» WHAT THE EXERCISE ASKS: Could you repeat every record exactly as it appears?

Segment Start: TASK DATA

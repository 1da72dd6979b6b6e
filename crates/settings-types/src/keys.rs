use serde::{Deserialize, Serialize};
use std::fmt;

/// A signer's public key, carried as the hex string the surrounding
/// platform validated before the core runs. The core never verifies
/// signatures; it only compares identities.
#[derive(Clone, PartialEq, Eq, Hash, Serialize, Deserialize)]
#[serde(transparent)]
pub struct PublicKey(String);

impl PublicKey {
    pub fn new(hex: impl Into<String>) -> Self {
        Self(hex.into())
    }

    pub fn as_str(&self) -> &str {
        &self.0
    }
}

impl From<&str> for PublicKey {
    fn from(s: &str) -> Self {
        Self(s.to_string())
    }
}

impl fmt::Debug for PublicKey {
    fn fmt(&self, f: &mut fmt::Formatter<'_>) -> fmt::Result {
        let head = self.0.get(..8).unwrap_or(&self.0);
        write!(f, "PublicKey({}...)", head)
    }
}

impl fmt::Display for PublicKey {
    fn fmt(&self, f: &mut fmt::Formatter<'_>) -> fmt::Result {
        write!(f, "{}", self.0)
    }
}

#[cfg(test)]
mod tests {
    use super::*;

    #[test]
    fn test_public_key_identity() {
        let a = PublicKey::new("02aabbcc");
        let b = PublicKey::from("02aabbcc");
        assert_eq!(a, b);
        assert_eq!(a.as_str(), "02aabbcc");
    }

    #[test]
    fn test_debug_truncates() {
        let pk = PublicKey::new("02aabbccddeeff00112233");
        assert_eq!(format!("{:?}", pk), "PublicKey(02aabbcc...)");
    }
}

Segment End: TASK DATA

» OUTPUT FOR THIS TASK:
repository 1da72dd6979b6b6e
filename crates/settings-types/src/keys.rs
use serde::{Deserialize, Serialize};
use std::fmt;

/// A signer's public key, carried as the hex string the surrounding
/// platform validated before the core runs. The core never verifies
/// signatures; it only compares identities.
#[derive(Clone, PartialEq, Eq, Hash, Serialize, Deserialize)]
#[serde(transparent)]
pub struct PublicKey(String);

impl PublicKey {
    pub fn new(hex: impl Into<String>) -> Self {
        Self(hex.into())
    }

    pub fn as_str(&self) -> &str {
        &self.0
    }
}

impl From<&str> for PublicKey {
    fn from(s: &str) -> Self {
        Self(s.to_string())
    }
}

impl fmt::Debug for PublicKey {
    fn fmt(&self, f: &mut fmt::Formatter<'_>) -> fmt::Result {
        let head = self.0.get(..8).unwrap_or(&self.0);
        write!(f, "PublicKey({}...)", head)
    }
}

impl fmt::Display for PublicKey {
    fn fmt(&self, f: &mut fmt::Formatter<'_>) -> fmt::Result {
        write!(f, "{}", self.0)
    }
}

#[cfg(test)]
mod tests {
    use super::*;

    #[test]
    fn test_public_key_identity() {
        let a = PublicKey::new("02aabbcc");
        let b = PublicKey::from("02aabbcc");
        assert_eq!(a, b);
        assert_eq!(a.as_str(), "02aabbcc");
    }

    #[test]
    fn test_debug_truncates() {
        let pk = PublicKey::new("02aabbccddeeff00112233");
        assert_eq!(format!("{:?}", pk), "PublicKey(02aabbcc...)");
    }
}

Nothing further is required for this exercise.